Dammit, Charles Bradley Has Died
Surrounded by family and friends – including members of His Extraordinaires, the Menahan Street Band and other musicians he worked closely with – Charles Bradley, the hard-working, hard-fighting soul man, passed away in Brooklyn on September 23rd.
Bradley, 68, was diagnosed with stomach cancer in the fall of 2016. After undergoing treatment, he emerged with a clean bill of health and went back home (i.e., the road). But the cancer returned this year, spreading to his liver, sidelining him again.
Born in Gainesville, Florida, where he was raised with his paternal grandmother, Bradley’s life was transformed in 1962 when his sister took him to see James Brown perform at the Apollo Theater in New York City. Tremendously inspired (who wouldn’t be?), Bradley began to practice the Godfather of Soul’s singing style and stage act at home as a teenager, later working regularly as a James Brown impersonator in various New York clubs.
Discovered at one of those performances by Gabriel Roth, co-founder of Daptone Records, Bradley was soon swept into widespread attention via Daptone’s soul revival wave of the early 2000s. In 2011, when Bradley was 62, Daptone released his debut album, No Time For Dreaming.

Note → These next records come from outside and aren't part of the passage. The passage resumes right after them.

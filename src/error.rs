use axum::http::StatusCode;
use thiserror::Error;

use crate::database::TransactionError;

/// Failure kinds surfaced by the ledger operations. All of them are
/// terminal for the call that produced them; `StoreUnavailable` is the only
/// kind an outer layer might reasonably retry.
#[derive(Debug, Error)]
pub enum LedgerError {
    #[error("actor is not authorized for this operation")]
    Unauthorized,

    #[error("participants are not project members: {}", .user_ids.join(", "))]
    InvalidParticipant { user_ids: Vec<String> },

    #[error("expense not found")]
    ExpenseNotFound,

    #[error("no split for the given user in this expense")]
    SplitNotFound,

    #[error("{0}")]
    Validation(String),

    #[error("store unavailable: {0}")]
    StoreUnavailable(&'static str),
}

impl From<TransactionError> for LedgerError {
    fn from(value: TransactionError) -> Self {
        match value {
            TransactionError::Begin => LedgerError::StoreUnavailable("failed to begin transaction"),
            TransactionError::Commit => {
                LedgerError::StoreUnavailable("failed to commit transaction")
            }
        }
    }
}

impl From<LedgerError> for (StatusCode, String) {
    fn from(value: LedgerError) -> Self {
        let status = match &value {
            LedgerError::Unauthorized => StatusCode::FORBIDDEN,
            LedgerError::InvalidParticipant { .. } | LedgerError::Validation(_) => {
                StatusCode::BAD_REQUEST
            }
            LedgerError::ExpenseNotFound | LedgerError::SplitNotFound => StatusCode::NOT_FOUND,
            LedgerError::StoreUnavailable(_) => StatusCode::INTERNAL_SERVER_ERROR,
        };
        (status, value.to_string())
    }
}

Bradley lived through many hard times during his life, the details of which can be learned if you care to do a little digging. But it was clear to anyone lucky enough to see him perform that true happiness came to this man onstage, and that, were it not for fate or destiny, what could’ve been autumn years spent in lonely obscurity were instead filled with recognition, respect and adulation. The last time I saw him was in March 2016 at the Variety Playhouse, a couple of weeks before the release of his wonderful third album, Changes (the title track was a cover of the Sabbath song!) He was (to appropriate the name of his backing band) extraordinary. I mean, sure, he could channel James Brown to a T – it was no mystery who had the biggest influence on his look, sound and mannerisms. But his material, written by or with so many of those Daptone/Budos Band/Menahan Band New York retro-soul cats, stood on its own, loud and proud. Bradley was derivative, but it was in a natural, celebratory way, and his passion and talent were a formidable wonder to behold. We should be thankful that we had a chance to bear witness to it during his brief but fruitful time illuminated under international spotlights.